John Palmer, who managed the project, believed the effort should be backed by a standard unifying floating point operations across disparate processors. He contacted William Kahan of the University of California, who had helped improve the accuracy of Hewlett-Packard's calculators. Kahan suggested that Intel use the floating point of Digital Equipment Corporation's (DEC) VAX. The first VAX, the VAX-11/780 had just come out in late 1977, and its floating point was highly regarded. However, seeking to market their chip to the broadest possible market, Intel wanted the best floating point possible, and Kahan went on to draw up specifications. Kahan initially recommended that the floating point base be decimal but the hardware design of the coprocessor was too far along to make that change.

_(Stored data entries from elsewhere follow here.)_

//! The reader side of the store contract, consumed by external reporting.
//!
//! Readers discover runs by enumerating immediate subdirectories of the
//! runs root and parse `results.jsonl` line by line. Malformed lines are
//! logged and skipped — never mutated, never fatal. Aggregation keys on
//! the stable fields of the results contract (`target.model_name`,
//! `scenario_id`, `final_scores.*`).

use std::collections::BTreeMap;
use std::fs;
use std::io::{BufRead, BufReader};
use std::path::{Path, PathBuf};

use tracing::warn;

use shipeval_contracts::{
    error::{EvalError, EvalResult},
    trial::TrialResult,
};

/// One discovered run: its id, directory, and parsed trials.
#[derive(Debug)]
pub struct RunRecord {
    pub run_id: String,
    pub path: PathBuf,
    pub trials: Vec<TrialResult>,
}

/// Per-model, per-scenario aggregate derived from `final_scores`.
#[derive(Debug, Clone, PartialEq)]
pub struct RunAggregate {
    pub model_name: String,
    pub scenario_id: String,
    /// All trials seen for this pair, including aborted and unscored ones.
    pub trial_count: usize,
    /// Trials contributing to the means below.
    pub scored_count: usize,
    pub mean_rubric_score: Option<f64>,
    pub mean_completeness: f64,
    pub mean_accuracy: f64,
}

/// Enumerate immediate subdirectories of `runs_root` and load each run.
///
/// Directories without a readable `results.jsonl` yield an empty trial
/// list rather than an error — a freshly created run is a valid run.
pub fn discover_runs(runs_root: &Path) -> EvalResult<Vec<RunRecord>> {
    let entries = fs::read_dir(runs_root).map_err(|e| EvalError::Config {
        reason: format!("cannot read runs root '{}': {e}", runs_root.display()),
    })?;

    let mut runs = Vec::new();
    for entry in entries.flatten() {
        let path = entry.path();
        if !path.is_dir() {
            continue;
        }
        let run_id = entry.file_name().to_string_lossy().to_string();
        let trials = read_results(&path.join("results.jsonl"));
        runs.push(RunRecord { run_id, path, trials });
    }
    runs.sort_by(|a, b| a.run_id.cmp(&b.run_id));
    Ok(runs)
}

/// Parse a `results.jsonl` file, skipping malformed lines with a warning.
pub fn read_results(path: &Path) -> Vec<TrialResult> {
    let Ok(file) = fs::File::open(path) else {
        return Vec::new();
    };

    let mut trials = Vec::new();
    for (line_number, line) in BufReader::new(file).lines().enumerate() {
        let Ok(line) = line else { break };
        if line.trim().is_empty() {
            continue;
        }
        match serde_json::from_str::<TrialResult>(&line) {
            Ok(trial) => trials.push(trial),
            Err(e) => warn!(
                path = %path.display(),
                line = line_number + 1,
                error = %e,
                "skipping malformed results line"
            ),
        }
    }
    trials
}

/// Group trials by (model, scenario) and average their final scores.
///
/// Incomplete trials — aborted, or scored without a rubric (`rubric_score`
/// null) — are excluded from the means unless `include_incomplete` is set;
/// they always count toward `trial_count`.
pub fn aggregate(trials: &[TrialResult], include_incomplete: bool) -> Vec<RunAggregate> {
    struct Bucket {
        trial_count: usize,
        scored: Vec<(Option<u8>, f64, f64)>,
    }

    let mut buckets: BTreeMap<(String, String), Bucket> = BTreeMap::new();
    for trial in trials {
        let key = (trial.target.model_name.clone(), trial.scenario_id.clone());
        let bucket = buckets.entry(key).or_insert(Bucket {
            trial_count: 0,
            scored: Vec::new(),
        });
        bucket.trial_count += 1;

        let Some(scores) = &trial.final_scores else {
            continue;
        };
        if scores.rubric_score.is_none() && !include_incomplete {
            continue;
        }
        bucket.scored.push((
            scores.rubric_score,
            scores.completeness_percentage,
            scores.accuracy_percentage,
        ));
    }

    buckets
        .into_iter()
        .map(|((model_name, scenario_id), bucket)| {
            let scored_count = bucket.scored.len();
            let mean = |f: &dyn Fn(&(Option<u8>, f64, f64)) -> f64| -> f64 {
                if scored_count == 0 {
                    0.0
                } else {
                    bucket.scored.iter().map(f).sum::<f64>() / scored_count as f64
                }
            };

            let with_tier: Vec<f64> = bucket
                .scored
                .iter()
                .filter_map(|(tier, _, _)| tier.map(f64::from))
                .collect();
            let mean_rubric_score = if with_tier.is_empty() {
                None
            } else {
                Some(with_tier.iter().sum::<f64>() / with_tier.len() as f64)
            };

            RunAggregate {
                model_name,
                scenario_id,
                trial_count: bucket.trial_count,
                scored_count,
                mean_rubric_score,
                mean_completeness: mean(&|t| t.1),
                mean_accuracy: mean(&|t| t.2),
            }
        })
        .collect()
}

#[cfg(test)]
mod tests {
    use std::io::Write;

    use tempfile::TempDir;

    use shipeval_contracts::{
        chat::ModelRef,
        score::ScoreResult,
        trial::{TrialFlags, TrialId, TrialMetadata, TrialResult},
    };

    use super::{aggregate, discover_runs, read_results};

    // ── Builders ──────────────────────────────────────────────────────────────

    fn model(name: &str, provider: &str) -> ModelRef {
        ModelRef {
            model_name: name.to_string(),
            provider: provider.to_string(),
            model_version: None,
        }
    }

    fn trial(model_name: &str, scenario: &str, score: Option<u8>, completeness: f64) -> TrialResult {
        let now = chrono::Utc::now();
        TrialResult {
            trial_id: TrialId::new(),
            scenario_id: scenario.to_string(),
            timestamp: now,
            target: model(model_name, "fake"),
            agent: model("heuristic", "mock-agent"),
            conversation: vec![],
            claims: vec![],
            verdicts: vec![],
            adjudicated_verdicts: vec![],
            final_scores: Some(ScoreResult {
                rubric_score: score,
                rubric_label: None,
                completeness_percentage: completeness,
                accuracy_percentage: 1.0,
                missing_required_points: vec![],
                error_categories: vec![],
                harm_categories: vec![],
                justification: String::new(),
            }),
            flags: TrialFlags::default(),
            error: None,
            metadata: TrialMetadata {
                seed: Some(42),
                judge_count: 2,
                disagreement_percentage: 0.0,
                started_at: now,
                finished_at: now,
                aborted: false,
            },
        }
    }

    // ── Tolerant parsing ──────────────────────────────────────────────────────

    #[test]
    fn malformed_lines_are_skipped_not_fatal() {
        let dir = TempDir::new().unwrap();
        let path = dir.path().join("results.jsonl");
        let mut file = std::fs::File::create(&path).unwrap();

        writeln!(file, "{}", serde_json::to_string(&trial("m", "s", Some(1), 1.0)).unwrap())
            .unwrap();
        writeln!(file, "this line is not JSON").unwrap();
        writeln!(file, "{}", serde_json::to_string(&trial("m", "s", Some(2), 0.5)).unwrap())
            .unwrap();

        let trials = read_results(&path);
        assert_eq!(trials.len(), 2, "both valid lines parse, bad one skipped");
    }

    #[test]
    fn missing_results_file_reads_as_empty() {
        let dir = TempDir::new().unwrap();
        assert!(read_results(&dir.path().join("absent.jsonl")).is_empty());
    }

    // ── Discovery ─────────────────────────────────────────────────────────────

    #[test]
    fn discovers_immediate_subdirectories_in_order() {
        let dir = TempDir::new().unwrap();
        std::fs::create_dir(dir.path().join("20260102_000000")).unwrap();
        std::fs::create_dir(dir.path().join("20260101_000000")).unwrap();
        // A stray file must not be treated as a run.
        std::fs::write(dir.path().join("notes.txt"), "n/a").unwrap();

        let runs = discover_runs(dir.path()).unwrap();
        let ids: Vec<&str> = runs.iter().map(|r| r.run_id.as_str()).collect();
        assert_eq!(ids, vec!["20260101_000000", "20260102_000000"]);
    }

    // ── Aggregation ───────────────────────────────────────────────────────────

    #[test]
    fn aggregates_by_model_and_scenario() {
        let trials = vec![
            trial("gpt-4", "ship-q3", Some(1), 1.0),
            trial("gpt-4", "ship-q3", Some(3), 0.1),
            trial("grok-2", "ship-q3", Some(2), 0.5),
        ];
        let aggregates = aggregate(&trials, false);

        assert_eq!(aggregates.len(), 2);
        let gpt = aggregates.iter().find(|a| a.model_name == "gpt-4").unwrap();
        assert_eq!(gpt.trial_count, 2);
        assert_eq!(gpt.mean_rubric_score, Some(2.0));
        assert!((gpt.mean_completeness - 0.55).abs() < 1e-9);
    }

    #[test]
    fn incomplete_trials_are_excluded_by_default() {
        let trials = vec![
            trial("gpt-4", "ship-q3", Some(1), 1.0),
            trial("gpt-4", "ship-q3", None, 0.8),
        ];

        let strict = aggregate(&trials, false);
        assert_eq!(strict[0].trial_count, 2);
        assert_eq!(strict[0].scored_count, 1);

        let lenient = aggregate(&trials, true);
        assert_eq!(lenient[0].scored_count, 2);
        // The rubric-less trial still has no tier to average.
        assert_eq!(lenient[0].mean_rubric_score, Some(1.0));
        assert!((lenient[0].mean_completeness - 0.9).abs() < 1e-9);
    }
}
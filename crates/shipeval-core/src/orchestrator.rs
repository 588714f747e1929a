//! The orchestrator: drives one trial end-to-end.
//!
//! Stage order is enforced structurally — each stage's persisted file
//! exists before the next stage begins, and the code path to a stage is
//! only reachable after its predecessor persisted:
//!
//!   Questioner → target turns → Extractor → N Verifiers (parallel)
//!   → Adjudicator → Scoring → flags → TrialResult
//!
//! Role isolation is absolute: the target sees only user messages (never
//! answer keys, never verdicts), and each agent receives only its declared
//! input. The orchestrator is the only component that sees everything.

use std::sync::Arc;

use chrono::Utc;
use futures::future::join_all;
use tracing::{info, warn};

use shipeval_agents::{adjudicate, Extractor, Questioner, Verifier};
use shipeval_contracts::{
    chat::{ChatMessage, ModelRef},
    claim::Claim,
    error::{EvalError, EvalResult},
    scenario::{AnswerKey, Scenario},
    score::ScoreResult,
    trial::{
        ConversationRole, ConversationTurn, JudgeVerdicts, TrialFlags, TrialId, TrialMetadata,
        TrialResult,
    },
    verdict::{AdjudicationOutcome, VerdictLabel, VerdictSeverity},
};
use shipeval_providers::ModelProvider;
use shipeval_scoring::{score, ScoringInputs};
use shipeval_store::RunStore;

use crate::config::RunOptions;
use crate::flags::{compute_flags, refusal_pattern_present};

/// Errors that abort the current trial but leave the run alive.
///
/// Everything else — invariant violations, store failures, configuration
/// problems — is a process-level fault and propagates.
fn aborts_trial(err: &EvalError) -> bool {
    matches!(
        err,
        EvalError::ProviderTransient { .. }
            | EvalError::ProviderRateLimit { .. }
            | EvalError::ProviderFatal { .. }
            | EvalError::NoJsonFound { .. }
            | EvalError::AgentProtocol { .. }
    )
}

/// Working state accumulated across stages, kept so an aborted trial can
/// still persist everything produced before the failure.
#[derive(Default)]
struct TrialDraft {
    stage: &'static str,
    conversation: Vec<ConversationTurn>,
    response_text: String,
    target_version: Option<String>,
    claims: Vec<Claim>,
    verdicts: Vec<JudgeVerdicts>,
    adjudication: Option<AdjudicationOutcome>,
    final_scores: Option<ScoreResult>,
    flags: TrialFlags,
}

The work within Intel worried other vendors, who set up a standardization effort to ensure a "level playing field". Kahan attended the second IEEE 754 standards working group meeting, held in November 1977. He subsequently received permission from Intel to put forward a draft proposal based on his work for their coprocessor; he was allowed to explain details of the format and its rationale, but not anything related to Intel's implementation architecture. The draft was co-written with Jerome Coonen and Harold Stone, and was initially known as the "Kahan-Coonen-Stone proposal" or "K-C-S format".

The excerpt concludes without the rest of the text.